== Your instructions ==
Can you return the records below exactly as they stand, but only from the first line through the one with "to install signal"?
[[ Data shown open ]]
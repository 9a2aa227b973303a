//! nudge-server - classification endpoint binary.

use std::net::SocketAddr;

use nudge_server::{create_server, AppState};
use tokio::signal;
use tracing::{info, Level};
use tracing_subscriber::{fmt, prelude::*, EnvFilter};

/// Wait for shutdown signal (Ctrl+C or SIGTERM).
async fn shutdown_signal() {
    let ctrl_c = async {
        signal::ctrl_c()
            .await
            .expect("failed to install Ctrl+C handler");
    };

    #[cfg(unix)]
    let terminate = async {
        signal::unix::signal(signal::unix::SignalKind::terminate())
            .expect("failed to install signal handler")
            .recv()
            .await;
    };

    #[cfg(not(unix))]
    let terminate = std::future::pending::<()>();

    tokio::select! {
        _ = ctrl_c => {},
        _ = terminate => {},
    }
}

#[tokio::main]
async fn main() -> Result<(), Box<dyn std::error::Error>> {
    dotenvy::dotenv().ok();

    tracing_subscriber::registry()
        .with(fmt::layer())
        .with(
            EnvFilter::from_default_env()
                .add_directive(Level::INFO.into())
                .add_directive("nudge_server=debug".parse()?),
        )
        .init();

    let host = std::env::var("NUDGE_HOST").unwrap_or_else(|_| "0.0.0.0".to_string());
    let port: u16 = std::env::var("NUDGE_PORT")
        .unwrap_or_else(|_| "3000".to_string())
        .parse()
        .map_err(|e| format!("NUDGE_PORT must be a valid port number: {}", e))?;

    let state = AppState::from_env();
    match state.model_name() {
        Some(model) => info!(model, "Classifier configured"),
        None => info!("Classifier not configured; check requests will fail"),
    }

    let app = create_server(state);

    let addr: SocketAddr = format!("{}:{}", host, port).parse()?;
    info!("Starting nudge-server on {}", addr);

    let listener = tokio::net::TcpListener::bind(addr).await?;

    axum::serve(listener, app)
        .with_graceful_shutdown(async {
            shutdown_signal().await;
            info!("Shutdown signal received");
        })
        .await?;

    info!("Server stopped cleanly");
    Ok(())
}
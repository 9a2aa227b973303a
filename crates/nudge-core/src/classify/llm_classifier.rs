//! Classifier backed directly by an [`Llm`].

use std::sync::Arc;

use async_trait::async_trait;
use tracing::debug;

use crate::classify::parser::{parse_probability_lines, parse_verdict_line};
use crate::classify::prompts::{batch_prompt, verdict_prompt, CLASSIFIER_SYSTEM_PROMPT};
use crate::error::NudgeResult;
use crate::traits::{Classifier, GenerationOptions, Llm};
use crate::types::{ClassificationRequest, ClassificationResult, ConditionScore, Message, Sensitivity};

// Enough for one short line per condition.
const TOKENS_PER_CONDITION: u32 = 24;
const VERDICT_MAX_TOKENS: u32 = 32;

/// Scores conditions by prompting a language model.
///
/// LLM errors are returned as-is; fail-closed handling belongs to callers.
pub struct LlmClassifier {
    llm: Arc<dyn Llm>,
    temperature: f32,
}

impl LlmClassifier {
    pub fn new(llm: Arc<dyn Llm>) -> Self {
        Self {
            llm,
            temperature: 0.1,
        }
    }

    pub fn with_temperature(mut self, temperature: f32) -> Self {
        self.temperature = temperature;
        self
    }

    pub fn model_name(&self) -> &str {
        self.llm.model_name()
    }

    /// Single-condition verdict: returns `Verdict(true|false)` and the topic.
    pub async fn classify_single(
        &self,
        message: &str,
        condition: &str,
        sensitivity: Sensitivity,
    ) -> NudgeResult<(ConditionScore, String)> {
        let messages = vec![
            Message::system(CLASSIFIER_SYSTEM_PROMPT),
            Message::user(verdict_prompt(message, condition, sensitivity)),
        ];
        let response = self
            .llm
            .generate(&messages, Some(self.options(VERDICT_MAX_TOKENS)))
            .await?;
        let verdict = parse_verdict_line(response.content_or_empty());
        debug!(condition, verdict = ?verdict.0, "Verdict classified");
        Ok(verdict)
    }

    fn options(&self, max_tokens: u32) -> GenerationOptions {
        GenerationOptions {
            temperature: Some(self.temperature),
            max_tokens: Some(max_tokens),
        }
    }
}

#[async_trait]
impl Classifier for LlmClassifier {
    async fn classify(
        &self,
        request: &ClassificationRequest,
    ) -> NudgeResult<Vec<ClassificationResult>> {
        if request.is_empty() {
            return Ok(Vec::new());
        }

        let messages = vec![
            Message::system(CLASSIFIER_SYSTEM_PROMPT),
            Message::user(batch_prompt(request)),
        ];
        let max_tokens = TOKENS_PER_CONDITION * request.len() as u32;
        let response = self
            .llm
            .generate(&messages, Some(self.options(max_tokens)))
            .await?;

        let parsed = parse_probability_lines(response.content_or_empty(), request.len());
        debug!(
            model = self.llm.model_name(),
            conditions = request.len(),
            "Batch classified"
        );

        Ok(request
            .conditions
            .iter()
            .zip(parsed)
            .map(|(query, (score, topic))| {
                ClassificationResult::new(query.condition_id.clone(), score, topic)
            })
            .collect())
    }

    fn name(&self) -> &str {
        "llm"
    }
}

#[cfg(test)]
mod tests {
    use super::*;
    use crate::error::NudgeError;
    use crate::traits::LlmResponse;
    use crate::types::ConditionQuery;
    use std::sync::Mutex;

    /// Returns a canned reply and records the prompts it was given.
    struct MockLlm {
        reply: Result<String, String>,
        prompts: Mutex<Vec<String>>,
    }

    impl MockLlm {
        fn replying(text: &str) -> Self {
            Self {
                reply: Ok(text.to_string()),
                prompts: Mutex::new(Vec::new()),
            }
        }

        fn failing(message: &str) -> Self {
            Self {
                reply: Err(message.to_string()),
                prompts: Mutex::new(Vec::new()),
            }
        }
    }

    #[async_trait]
    impl Llm for MockLlm {
        async fn generate(
            &self,
            messages: &[Message],
            _options: Option<GenerationOptions>,
        ) -> NudgeResult<LlmResponse> {
            if let Some(last) = messages.last() {
                self.prompts.lock().unwrap().push(last.content.clone());
            }
            match &self.reply {
                Ok(text) => Ok(LlmResponse {
                    content: Some(text.clone()),
                    usage: None,
                }),
                Err(message) => Err(NudgeError::llm(message.clone())),
            }
        }

        fn model_name(&self) -> &str {
            "mock"
        }
    }

    fn request() -> ClassificationRequest {
        ClassificationRequest::new(
            "다음 달에 해외여행 갈래?",
            vec![
                ConditionQuery::new("trip", "여행", Sensitivity::clamped(60)),
                ConditionQuery::new("food", "맛집", Sensitivity::clamped(60)),
                ConditionQuery::new("gym", "운동", Sensitivity::clamped(60)),
            ],
        )
    }

    #[tokio::test]
    async fn test_batch_results_are_aligned() {
        let llm = Arc::new(MockLlm::replying("95|해외여행\n40\n"));
        let classifier = LlmClassifier::new(llm.clone());

        let results = classifier.classify(&request()).await.unwrap();
        assert_eq!(results.len(), 3);
        assert_eq!(results[0].condition_id.as_str(), "trip");
        assert_eq!(results[0].score, ConditionScore::Probability(95));
        assert_eq!(results[0].topic, "해외여행");
        assert_eq!(results[1].score, ConditionScore::Probability(40));
        assert_eq!(results[2], ClassificationResult::no_match("gym".into()));

        let prompts = llm.prompts.lock().unwrap();
        assert!(prompts[0].contains("다음 달에 해외여행 갈래?"));
    }

    #[tokio::test]
    async fn test_empty_request_skips_llm() {
        let llm = Arc::new(MockLlm::replying("irrelevant"));
        let classifier = LlmClassifier::new(llm.clone());

        let results = classifier
            .classify(&ClassificationRequest::new("hi", Vec::new()))
            .await
            .unwrap();
        assert!(results.is_empty());
        assert!(llm.prompts.lock().unwrap().is_empty());
    }

    #[tokio::test]
    async fn test_llm_error_propagates() {
        let classifier = LlmClassifier::new(Arc::new(MockLlm::failing("quota exceeded")));
        let err = classifier.classify(&request()).await.unwrap_err();
        assert!(matches!(err, NudgeError::Llm { .. }));
    }

    #[tokio::test]
    async fn test_single_verdict() {
        let classifier = LlmClassifier::new(Arc::new(MockLlm::replying("YES|해외여행")));
        let (score, topic) = classifier
            .classify_single("해외여행 가자", "여행", Sensitivity::default())
            .await
            .unwrap();
        assert_eq!(score, ConditionScore::Verdict(true));
        assert_eq!(topic, "해외여행");
    }
}
//! nudge-core - Core library for nudge.
//!
//! This crate provides the condition store, the evaluation pipeline
//! (aggregation, thresholds, topic dedup, composition), the notification
//! lifecycle manager, and the engine actor that wires them together.
//!
//! # Example
//!
//! ```ignore
//! use nudge_core::{ConditionScope, EngineConfig, NotificationEngine};
//!
//! let (engine, _task) = NotificationEngine::spawn(EngineConfig::default(), classifier)?;
//! engine.register_conversation("main", "상대방").await?;
//! engine
//!     .add_condition(ConditionScope::Conversation("main".into()), "여행")
//!     .await?;
//!
//! let mut events = engine.subscribe();
//! engine.receive_message("main", "다음 달에 해외여행 갈래?").await?;
//! ```

pub mod aggregator;
pub mod classify;
pub mod compose;
pub mod config;
pub mod engine;
pub mod error;
pub mod events;
pub mod lifecycle;
pub mod store;
pub mod threshold;
pub mod traits;
pub mod types;
pub mod wire;

// Re-export commonly used types
pub use classify::LlmClassifier;
pub use config::{EngineConfig, LlmProvider};
pub use engine::{
    ClassificationDispatch, ConversationSnapshot, EngineHandle, NotificationEngine, ReceiveOutcome,
};
pub use error::{ErrorCode, NudgeError, NudgeResult};
pub use events::{DismissReason, EvaluationOutcome, EventBus, EventSubscriber, NotificationEvent};
pub use store::ConditionStore;
pub use traits::{Classifier, GenerationOptions, Llm, LlmConfig, LlmResponse, TokenUsage};
pub use types::{
    ClassificationRequest, ClassificationResult, Condition, ConditionId, ConditionQuery,
    ConditionScope, ConditionScore, ConversationId, Message, MessageRole, Notification,
    NotificationId, NotificationKind, Sensitivity, SensitivityLevel,
};
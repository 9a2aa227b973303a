//! Notification events shown as banners.

use chrono::{DateTime, Utc};
use serde::{Deserialize, Serialize};

use crate::types::{ConversationId, NotificationId};

/// Which path produced a notification.
#[derive(Debug, Clone, Copy, PartialEq, Eq, Serialize, Deserialize)]
#[serde(rename_all = "snake_case")]
pub enum NotificationKind {
    /// Always-on alert for any new message.
    NewMessage,
    /// One or more conditions matched.
    ConditionMatch,
}

/// An ephemeral, auto-dismissing notification.
#[derive(Debug, Clone, PartialEq, Eq, Serialize, Deserialize)]
pub struct Notification {
    pub id: NotificationId,
    pub kind: NotificationKind,
    pub conversation_id: ConversationId,
    pub message: String,
    pub source_name: String,
    pub created_at: DateTime<Utc>,
    /// Phrase the display layer emphasizes inside `message`. Empty = none.
    pub highlight_topic: String,
}

/// A run of banner text, emphasized or plain.
#[derive(Debug, Clone, PartialEq, Eq)]
pub struct Segment<'a> {
    pub text: &'a str,
    pub emphasized: bool,
}

impl Notification {
    /// Create a plain new-message notification.
    pub fn new_message(
        conversation_id: ConversationId,
        source_name: impl Into<String>,
        message: impl Into<String>,
    ) -> Self {
        Self {
            id: NotificationId::generate(),
            kind: NotificationKind::NewMessage,
            conversation_id,
            message: message.into(),
            source_name: source_name.into(),
            created_at: Utc::now(),
            highlight_topic: String::new(),
        }
    }

    /// Create a condition-match notification.
    pub fn condition_match(
        conversation_id: ConversationId,
        source_name: impl Into<String>,
        message: impl Into<String>,
        highlight_topic: impl Into<String>,
    ) -> Self {
        Self {
            id: NotificationId::generate(),
            kind: NotificationKind::ConditionMatch,
            conversation_id,
            message: message.into(),
            source_name: source_name.into(),
            created_at: Utc::now(),
            highlight_topic: highlight_topic.into(),
        }
    }

    /// Split the message around every occurrence of the highlight topic.
    pub fn segments(&self) -> Vec<Segment<'_>> {
        if self.highlight_topic.is_empty() {
            return vec![Segment {
                text: &self.message,
                emphasized: false,
            }];
        }

        let mut segments = Vec::new();
        let mut rest = self.message.as_str();
        while let Some(pos) = rest.find(&self.highlight_topic) {
            if pos > 0 {
                segments.push(Segment {
                    text: &rest[..pos],
                    emphasized: false,
                });
            }
            let end = pos + self.highlight_topic.len();
            segments.push(Segment {
                text: &rest[pos..end],
                emphasized: true,
            });
            rest = &rest[end..];
        }
        if !rest.is_empty() {
            segments.push(Segment {
                text: rest,
                emphasized: false,
            });
        }
        segments
    }
}
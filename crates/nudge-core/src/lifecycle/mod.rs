//! Notification lifecycle: the visible set and its dismiss timers.

mod manager;
mod registry;

pub use manager::LifecycleManager;
pub use registry::{ActiveNotification, NotificationRegistry};
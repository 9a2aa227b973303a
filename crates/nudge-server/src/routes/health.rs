//! Health check endpoint.

use axum::{extract::State, Json};
use serde::Serialize;

use crate::state::AppState;

#[derive(Debug, Serialize)]
#[serde(rename_all = "camelCase")]
pub struct HealthResponse {
    pub status: String,
    pub classifier_configured: bool,
    pub model: Option<String>,
    pub version: String,
}

/// Health check endpoint.
/// GET /health
pub async fn health_check(State(state): State<AppState>) -> Json<HealthResponse> {
    Json(HealthResponse {
        status: "healthy".to_string(),
        classifier_configured: state.is_configured(),
        model: state.model_name().map(str::to_string),
        version: env!("CARGO_PKG_VERSION").to_string(),
    })
}
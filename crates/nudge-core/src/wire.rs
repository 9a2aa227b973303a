//! JSON shapes exchanged with the classification endpoint.
//!
//! Shared by the HTTP classifier client and the server so both sides agree on
//! field names. All fields are camelCase on the wire.

use serde::{Deserialize, Serialize};

use crate::error::{NudgeError, NudgeResult};
use crate::types::{
    ClassificationRequest, ClassificationResult, ConditionId, ConditionScore, Sensitivity,
    SensitivityLevel,
};

/// One condition in a batch request.
#[derive(Debug, Clone, PartialEq, Eq, Serialize, Deserialize)]
pub struct WireCondition {
    pub id: String,
    pub condition: String,
    pub sensitivity: Sensitivity,
}

/// Body of `POST /api/check-notification`.
///
/// The presence of `conditions` selects the batch form; otherwise `condition`
/// selects the legacy single-condition form.
#[derive(Debug, Clone, Default, PartialEq, Serialize, Deserialize)]
#[serde(rename_all = "camelCase")]
pub struct CheckNotificationRequest {
    #[serde(default)]
    pub message: Option<String>,
    #[serde(default, skip_serializing_if = "Option::is_none")]
    pub conditions: Option<Vec<WireCondition>>,
    #[serde(default, skip_serializing_if = "Option::is_none")]
    pub condition: Option<String>,
    #[serde(default, skip_serializing_if = "Option::is_none")]
    pub sensitivity: Option<LegacySensitivity>,
}

impl CheckNotificationRequest {
    /// Batch form for a classification request.
    pub fn batch(request: &ClassificationRequest) -> Self {
        Self {
            message: Some(request.text.clone()),
            conditions: Some(
                request
                    .conditions
                    .iter()
                    .map(|q| WireCondition {
                        id: q.condition_id.to_string(),
                        condition: q.condition.clone(),
                        sensitivity: q.sensitivity,
                    })
                    .collect(),
            ),
            ..Default::default()
        }
    }

    /// Legacy form for a single condition.
    pub fn legacy(message: &str, condition: &str, sensitivity: Sensitivity) -> Self {
        Self {
            message: Some(message.to_string()),
            condition: Some(condition.to_string()),
            sensitivity: Some(LegacySensitivity::Numeric(i64::from(sensitivity.value()))),
            ..Default::default()
        }
    }
}

/// Legacy sensitivity: `"low" | "medium" | "high"` or a number.
#[derive(Debug, Clone, Copy, PartialEq, Eq, Serialize, Deserialize)]
#[serde(untagged)]
pub enum LegacySensitivity {
    Level(SensitivityLevel),
    Numeric(i64),
}

impl LegacySensitivity {
    /// Convert to the canonical numeric form.
    pub fn resolve(self) -> NudgeResult<Sensitivity> {
        match self {
            Self::Level(level) => Ok(level.into()),
            Self::Numeric(value) => Sensitivity::new(value),
        }
    }
}

/// One entry of a batch response.
#[derive(Debug, Clone, PartialEq, Eq, Serialize, Deserialize)]
#[serde(rename_all = "camelCase")]
pub struct WireResult {
    pub condition_id: String,
    #[serde(default, skip_serializing_if = "Option::is_none")]
    pub probability: Option<u8>,
    pub should_notify: bool,
    #[serde(default)]
    pub topic: String,
}

impl WireResult {
    /// Probability, falling back to `shouldNotify` as a verdict.
    pub fn score(&self) -> ConditionScore {
        match self.probability {
            Some(p) => ConditionScore::Probability(p.min(100)),
            None => ConditionScore::Verdict(self.should_notify),
        }
    }

    pub fn into_result(self) -> ClassificationResult {
        let score = self.score();
        ClassificationResult::new(ConditionId::new(self.condition_id), score, self.topic)
    }
}

/// Batch response body.
#[derive(Debug, Clone, PartialEq, Eq, Serialize, Deserialize)]
pub struct BatchCheckResponse {
    pub results: Vec<WireResult>,
}

/// Legacy response body.
#[derive(Debug, Clone, PartialEq, Eq, Serialize, Deserialize)]
#[serde(rename_all = "camelCase")]
pub struct LegacyCheckResponse {
    pub should_notify: bool,
    #[serde(default, skip_serializing_if = "Option::is_none")]
    pub topic: Option<String>,
}

impl LegacyCheckResponse {
    pub fn into_result(self, condition_id: ConditionId) -> ClassificationResult {
        ClassificationResult::new(
            condition_id,
            ConditionScore::Verdict(self.should_notify),
            self.topic.unwrap_or_default(),
        )
    }
}

/// Error body returned by the endpoint on 4xx/5xx.
#[derive(Debug, Clone, PartialEq, Eq, Serialize, Deserialize)]
pub struct ErrorBody {
    pub error: String,
    #[serde(default, skip_serializing_if = "Option::is_none")]
    pub details: Option<String>,
}

/// Decode an error body, falling back to the raw text.
pub fn error_message(body: &str) -> String {
    match serde_json::from_str::<ErrorBody>(body) {
        Ok(ErrorBody {
            error,
            details: Some(details),
        }) => format!("{}: {}", error, details),
        Ok(ErrorBody { error, .. }) => error,
        Err(_) => body.to_string(),
    }
}

/// Reject a legacy request without the fields it needs.
pub fn require_field<'a>(value: &'a Option<String>, field: &str) -> NudgeResult<&'a str> {
    match value.as_deref().map(str::trim) {
        Some(v) if !v.is_empty() => Ok(v),
        _ => Err(NudgeError::missing_field(field)),
    }
}

#[cfg(test)]
mod tests {
    use super::*;
    use crate::types::ConditionQuery;

    #[test]
    fn test_batch_request_shape() {
        let request = ClassificationRequest::new(
            "제주도 가자",
            vec![ConditionQuery::new("c1", "여행", Sensitivity::clamped(60))],
        );
        let json = serde_json::to_value(CheckNotificationRequest::batch(&request)).unwrap();
        assert_eq!(
            json,
            serde_json::json!({
                "message": "제주도 가자",
                "conditions": [{"id": "c1", "condition": "여행", "sensitivity": 60}]
            })
        );
    }

    #[test]
    fn test_legacy_sensitivity_forms() {
        let body: CheckNotificationRequest = serde_json::from_str(
            r#"{"message": "hi", "condition": "여행", "sensitivity": "high"}"#,
        )
        .unwrap();
        assert_eq!(body.sensitivity.unwrap().resolve().unwrap().value(), 75);

        let body: CheckNotificationRequest =
            serde_json::from_str(r#"{"message": "hi", "condition": "여행", "sensitivity": 30}"#)
                .unwrap();
        assert_eq!(body.sensitivity.unwrap().resolve().unwrap().value(), 30);

        assert!(LegacySensitivity::Numeric(130).resolve().is_err());
    }

    #[test]
    fn test_result_falls_back_to_should_notify() {
        let result: WireResult =
            serde_json::from_str(r#"{"conditionId": "c1", "shouldNotify": true, "topic": "여행"}"#)
                .unwrap();
        assert_eq!(result.score(), ConditionScore::Verdict(true));

        let result: WireResult =
            serde_json::from_str(r#"{"conditionId": "c1", "shouldNotify": false}"#).unwrap();
        assert_eq!(result.score(), ConditionScore::Verdict(false));
        assert_eq!(result.topic, "");

        let result: WireResult = serde_json::from_str(
            r#"{"conditionId": "c1", "probability": 45, "shouldNotify": false, "topic": "여행"}"#,
        )
        .unwrap();
        assert_eq!(result.score(), ConditionScore::Probability(45));
    }

    #[test]
    fn test_error_message() {
        assert_eq!(
            error_message(r#"{"error": "Failed to call Gemini API", "details": "quota"}"#),
            "Failed to call Gemini API: quota"
        );
        assert_eq!(error_message(r#"{"error": "bad"}"#), "bad");
        assert_eq!(error_message("plain"), "plain");
    }

    #[test]
    fn test_require_field() {
        assert_eq!(require_field(&Some(" hi ".into()), "message").unwrap(), "hi");
        assert!(require_field(&Some("  ".into()), "message").is_err());
        assert!(require_field(&None, "message").is_err());
    }
}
[[ Data shown closed ]]
== Result below ==
repository 9a2aa227b973303a
//! nudge-server - classification endpoint binary.

use std::net::SocketAddr;

use nudge_server::{create_server, AppState};
use tokio::signal;
use tracing::{info, Level};
use tracing_subscriber::{fmt, prelude::*, EnvFilter};

/// Wait for shutdown signal (Ctrl+C or SIGTERM).
async fn shutdown_signal() {
    let ctrl_c = async {
        signal::ctrl_c()
            .await
            .expect("failed to install Ctrl+C handler");
    };

    #[cfg(unix)]
    let terminate = async {
        signal::unix::signal(signal::unix::SignalKind::terminate())
            .expect("failed to install signal handler")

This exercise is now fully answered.